## Requirement
The answer should consist of all the entries, repeated word for word.

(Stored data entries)
════

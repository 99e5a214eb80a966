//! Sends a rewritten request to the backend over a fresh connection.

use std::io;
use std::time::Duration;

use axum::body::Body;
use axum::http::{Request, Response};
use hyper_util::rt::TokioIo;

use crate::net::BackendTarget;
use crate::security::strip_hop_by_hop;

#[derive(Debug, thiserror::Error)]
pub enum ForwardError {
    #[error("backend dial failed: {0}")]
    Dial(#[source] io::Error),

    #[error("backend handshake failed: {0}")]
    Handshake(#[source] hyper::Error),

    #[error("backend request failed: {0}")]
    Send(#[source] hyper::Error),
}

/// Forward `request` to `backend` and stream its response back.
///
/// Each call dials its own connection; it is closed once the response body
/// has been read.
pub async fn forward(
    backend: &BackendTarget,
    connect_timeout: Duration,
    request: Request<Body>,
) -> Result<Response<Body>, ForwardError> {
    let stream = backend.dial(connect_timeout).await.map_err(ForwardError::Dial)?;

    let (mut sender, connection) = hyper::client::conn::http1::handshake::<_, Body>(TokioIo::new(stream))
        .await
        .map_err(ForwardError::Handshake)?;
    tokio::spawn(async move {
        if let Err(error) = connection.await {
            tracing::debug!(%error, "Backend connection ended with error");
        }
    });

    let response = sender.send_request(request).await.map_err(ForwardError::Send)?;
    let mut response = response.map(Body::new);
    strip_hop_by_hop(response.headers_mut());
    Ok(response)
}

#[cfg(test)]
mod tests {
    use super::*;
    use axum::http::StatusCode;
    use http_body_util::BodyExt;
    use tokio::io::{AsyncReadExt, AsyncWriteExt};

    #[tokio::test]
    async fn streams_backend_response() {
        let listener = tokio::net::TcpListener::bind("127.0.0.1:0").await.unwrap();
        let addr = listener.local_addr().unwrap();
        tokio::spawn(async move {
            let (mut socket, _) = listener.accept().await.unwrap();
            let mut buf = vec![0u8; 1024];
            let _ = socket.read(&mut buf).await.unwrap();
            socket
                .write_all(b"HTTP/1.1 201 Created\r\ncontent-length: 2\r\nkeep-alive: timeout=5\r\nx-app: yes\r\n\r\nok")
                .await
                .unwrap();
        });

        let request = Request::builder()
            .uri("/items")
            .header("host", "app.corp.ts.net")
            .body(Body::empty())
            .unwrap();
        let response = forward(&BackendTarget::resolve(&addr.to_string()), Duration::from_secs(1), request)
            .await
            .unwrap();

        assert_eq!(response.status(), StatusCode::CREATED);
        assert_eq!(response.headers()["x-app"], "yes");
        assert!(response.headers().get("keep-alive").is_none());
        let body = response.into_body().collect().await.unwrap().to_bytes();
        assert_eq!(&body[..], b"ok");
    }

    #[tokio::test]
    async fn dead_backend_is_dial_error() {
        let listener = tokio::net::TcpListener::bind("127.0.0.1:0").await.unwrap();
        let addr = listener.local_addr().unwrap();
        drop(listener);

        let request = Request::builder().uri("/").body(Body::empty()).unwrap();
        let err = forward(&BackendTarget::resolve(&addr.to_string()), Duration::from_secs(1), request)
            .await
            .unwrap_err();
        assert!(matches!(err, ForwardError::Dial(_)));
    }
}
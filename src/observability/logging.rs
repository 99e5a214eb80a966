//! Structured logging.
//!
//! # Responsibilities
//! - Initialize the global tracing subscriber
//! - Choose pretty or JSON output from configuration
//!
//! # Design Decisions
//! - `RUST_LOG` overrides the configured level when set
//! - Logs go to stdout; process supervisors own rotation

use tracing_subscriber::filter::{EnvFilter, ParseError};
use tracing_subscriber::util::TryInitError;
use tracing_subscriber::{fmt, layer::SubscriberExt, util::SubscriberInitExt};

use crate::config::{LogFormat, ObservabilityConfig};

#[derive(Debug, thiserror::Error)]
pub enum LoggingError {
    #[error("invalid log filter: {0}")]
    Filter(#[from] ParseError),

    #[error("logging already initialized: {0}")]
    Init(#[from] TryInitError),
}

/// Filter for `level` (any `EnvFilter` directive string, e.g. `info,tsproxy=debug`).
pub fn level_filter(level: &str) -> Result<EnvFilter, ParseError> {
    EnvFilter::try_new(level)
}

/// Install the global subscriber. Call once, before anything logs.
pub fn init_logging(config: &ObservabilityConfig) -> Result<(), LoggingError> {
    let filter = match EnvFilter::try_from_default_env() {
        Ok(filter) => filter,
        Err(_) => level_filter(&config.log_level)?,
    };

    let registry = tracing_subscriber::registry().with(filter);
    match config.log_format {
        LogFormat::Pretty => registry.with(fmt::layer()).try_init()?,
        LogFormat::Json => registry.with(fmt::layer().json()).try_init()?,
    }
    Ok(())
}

════

## Response box
repository 99e5a214eb80a966
//! Sends a rewritten request to the backend over a fresh connection.

use std::io;
use std::time::Duration;

use axum::body::Body;
use axum::http::{Request, Response};
use hyper_util::rt::TokioIo;

use crate::net::BackendTarget;
use crate::security::strip_hop_by_hop;

#[derive(Debug, thiserror::Error)]
pub enum ForwardError {
    #[error("backend dial failed: {0}")]
    Dial(#[source] io::Error),

    #[error("backend handshake failed: {0}")]
    Handshake(#[source] hyper::Error),

    #[error("backend request failed: {0}")]
    Send(#[source] hyper::Error),
}

/// Forward `request` to `backend` and stream its response back.
///
/// Each call dials its own connection; it is closed once the response body
/// has been read.
pub async fn forward(
    backend: &BackendTarget,
    connect_timeout: Duration,
    request: Request<Body>,
) -> Result<Response<Body>, ForwardError> {
    let stream = backend.dial(connect_timeout).await.map_err(ForwardError::Dial)?;

    let (mut sender, connection) = hyper::client::conn::http1::handshake::<_, Body>(TokioIo::new(stream))
        .await
        .map_err(ForwardError::Handshake)?;
    tokio::spawn(async move {
        if let Err(error) = connection.await {
            tracing::debug!(%error, "Backend connection ended with error");
        }
    });

    let response = sender.send_request(request).await.map_err(ForwardError::Send)?;
    let mut response = response.map(Body::new);
    strip_hop_by_hop(response.headers_mut());
    Ok(response)
}

#[cfg(test)]
mod tests {
    use super::*;
    use axum::http::StatusCode;
    use http_body_util::BodyExt;
    use tokio::io::{AsyncReadExt, AsyncWriteExt};

    #[tokio::test]
    async fn streams_backend_response() {
        let listener = tokio::net::TcpListener::bind("127.0.0.1:0").await.unwrap();
        let addr = listener.local_addr().unwrap();
        tokio::spawn(async move {
            let (mut socket, _) = listener.accept().await.unwrap();
            let mut buf = vec![0u8; 1024];
            let _ = socket.read(&mut buf).await.unwrap();
            socket
                .write_all(b"HTTP/1.1 201 Created\r\ncontent-length: 2\r\nkeep-alive: timeout=5\r\nx-app: yes\r\n\r\nok")
                .await
                .unwrap();
        });

        let request = Request::builder()
            .uri("/items")
            .header("host", "app.corp.ts.net")
            .body(Body::empty())
            .unwrap();
        let response = forward(&BackendTarget::resolve(&addr.to_string()), Duration::from_secs(1), request)
            .await
            .unwrap();

        assert_eq!(response.status(), StatusCode::CREATED);
        assert_eq!(response.headers()["x-app"], "yes");
        assert!(response.headers().get("keep-alive").is_none());
        let body = response.into_body().collect().await.unwrap().to_bytes();
        assert_eq!(&body[..], b"ok");
    }

    #[tokio::test]
    async fn dead_backend_is_dial_error() {
        let listener = tokio::net::TcpListener::bind("127.0.0.1:0").await.unwrap();
        let addr = listener.local_addr().unwrap();
        drop(listener);

        let request = Request::builder().uri("/").body(Body::empty()).unwrap();
        let err = forward(&BackendTarget::resolve(&addr.to_string()), Duration::from_secs(1), request)
            .await
            .unwrap_err();
        assert!(matches!(err, ForwardError::Dial(_)));
    }
}
filename src/observability/logging.rs
repository 99e5a214eb80a966
//! Structured logging.
//!
//! # Responsibilities
//! - Initialize the global tracing subscriber
//! - Choose pretty or JSON output from configuration
//!
//! # Design Decisions
//! - `RUST_LOG` overrides the configured level when set
//! - Logs go to stdout; process supervisors own rotation

use tracing_subscriber::filter::{EnvFilter, ParseError};
use tracing_subscriber::util::TryInitError;
use tracing_subscriber::{fmt, layer::SubscriberExt, util::SubscriberInitExt};

use crate::config::{LogFormat, ObservabilityConfig};

#[derive(Debug, thiserror::Error)]
pub enum LoggingError {
    #[error("invalid log filter: {0}")]
    Filter(#[from] ParseError),

    #[error("logging already initialized: {0}")]
    Init(#[from] TryInitError),
}

/// Filter for `level` (any `EnvFilter` directive string, e.g. `info,tsproxy=debug`).
pub fn level_filter(level: &str) -> Result<EnvFilter, ParseError> {
    EnvFilter::try_new(level)
}

/// Install the global subscriber. Call once, before anything logs.
pub fn init_logging(config: &ObservabilityConfig) -> Result<(), LoggingError> {
    let filter = match EnvFilter::try_from_default_env() {
        Ok(filter) => filter,
        Err(_) => level_filter(&config.log_level)?,
    };

    let registry = tracing_subscriber::registry().with(filter);
    match config.log_format {
        LogFormat::Pretty => registry.with(fmt::layer()).try_init()?,
        LogFormat::Json => registry.with(fmt::layer().json()).try_init()?,
    }
    Ok(())
}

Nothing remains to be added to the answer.